Treatment for rectal cancer will usually depend on how advanced the cancer is and the person's overall health.
An operation to remove the cancer is usually the first line of treatment, but doctors will make the treatment decision based on a measure of the spread of the cancer, called staging.
Stage 0
In stage 0 rectal cancer, the tumour is confined to the inner lining of the rectum. To treat this early-stage cancer, surgery can be used to remove either the tumour or a small section of the rectum where the cancer is located. Radiotherapy, given either externally (beamed in from outside the body) or internally (radioactive beads are placed inside the rectum) may also be considered.
Stage 1
This is another early or limited form of the disease. The tumour has broken through the inner lining of the rectum and has grown into the muscular wall but not all the way through it. Treatment usually involves:
- Surgery to remove the tumour
- If the tumour is small or the patient is particularly old or sick, radiotherapy alone can be used to treat the tumour. This has not proved to be as effective as surgery.
Stage 2
This cancer is a little more advanced. The tumour has grown through the muscle layer and into the outer lining of the rectum or into organs or structures near to the bowel, such as the bladder, uterus or prostate gland, but not other parts of the body. Lymph nodes are not affected. Treatment options include:
- Surgery to remove all of the organs affected by the cancer (wide resection) may be used to control the disease.
- Some doctors will recommend using radiotherapy and/or chemotherapy before surgery to shrink the tumour and make it easier to remove. Radiotherapy and/or chemotherapy may also be used after surgery.
Stage 3
In this case the tumour has grown into the inner lining of the rectum and affects one to three lymph nodes close-by, or through the lining of the rectum or into nearby structures, and affects one to three lymph nodes, or has not broken through the lining of the rectum but affects four or more nearby lymph nodes, but has not spread other parts of the bowel.
- Surgery to remove the tumour.
- Radiotherapy and/or chemotherapy is also often used before or after surgery.
Stage 4
The cancer may or may not have grown through the wall of the rectum, and may or may not have spread to nearby lymph nodes, but has spread to other parts of the body. The liver and lung are two common destinations for metastasised rectal cancer.
The mainstay of treatment is chemotherapy, but sometimes surgery to remove the tumour or radiotherapy to shrink the tumour may also be recommended.

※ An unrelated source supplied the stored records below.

use std::collections::HashMap;
use std::sync::Arc;

use parking_lot::RwLock;

use super::route::{Handler, Route, normalize_path};
use crate::error::{Error, Result};

/// The live path → handler map shared by the server and every connection.
///
/// Cloning hands out another reference to the same table, so a change made
/// while handling one request is seen by every later lookup from any
/// request. The lock is only held for the map operation itself and never
/// across an await; handlers are cloned out before they run.
#[derive(Debug, Clone, Default)]
pub struct RouteTable {
    routes: Arc<RwLock<HashMap<String, Handler>>>,
}

impl RouteTable {
    pub fn new() -> Self {
        Self::default()
    }

    pub fn from_routes<I>(routes: I) -> Self
    where
        I: IntoIterator<Item = Route>,
    {
        let table = Self::new();
        for route in routes {
            table.insert(route);
        }
        table
    }

    /// Binds `path` to `handler`, replacing any previous binding.
    /// Returns the handler that was replaced.
    pub fn add_route(&self, path: &str, handler: Handler) -> Option<Handler> {
        self.routes.write().insert(normalize_path(path), handler)
    }

    pub fn insert(&self, route: Route) -> Option<Handler> {
        self.routes.write().insert(route.path, route.handler)
    }

    /// Unbinds `path`. Removing an absent path is a no-op.
    pub fn remove_route(&self, path: &str) -> Option<Handler> {
        self.routes.write().remove(&normalize_path(path))
    }

    pub fn resolve(&self, path: &str) -> Result<Handler> {
        let key = normalize_path(path);
        self.routes
            .read()
            .get(&key)
            .cloned()
            .ok_or(Error::RouteNotFound(key))
    }

    /// Looks up a key that is already normalized, such as
    /// [`Connection::path`](crate::connection::Connection::path). Running
    /// the rule twice would strip a second trailing slash.
    pub fn get(&self, key: &str) -> Result<Handler> {
        self.routes
            .read()
            .get(key)
            .cloned()
            .ok_or_else(|| Error::RouteNotFound(key.to_string()))
    }

    pub fn contains(&self, path: &str) -> bool {
        self.routes.read().contains_key(&normalize_path(path))
    }

    pub fn len(&self) -> usize {
        self.routes.read().len()
    }

    pub fn is_empty(&self) -> bool {
        self.routes.read().is_empty()
    }

    /// Bound paths, sorted.
    pub fn paths(&self) -> Vec<String> {
        let mut paths: Vec<String> = self.routes.read().keys().cloned().collect();
        paths.sort();
        paths
    }
}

When surgery is used, it is often to relieve or prevent blockage of the rectum or to prevent rectal bleeding. It is not considered a curative procedure. Surgery of this type can also help a patient with stage 4 rectal cancer to live longer.
Liver metastases can also be removed surgically if there are only one or two tumours. Other options for treating metastases include freezing the tumours (cryosurgery); destroying them using a microwave procedure; photocoagulation, which involves vaporising the tumour with a laser; or other non-surgical methods.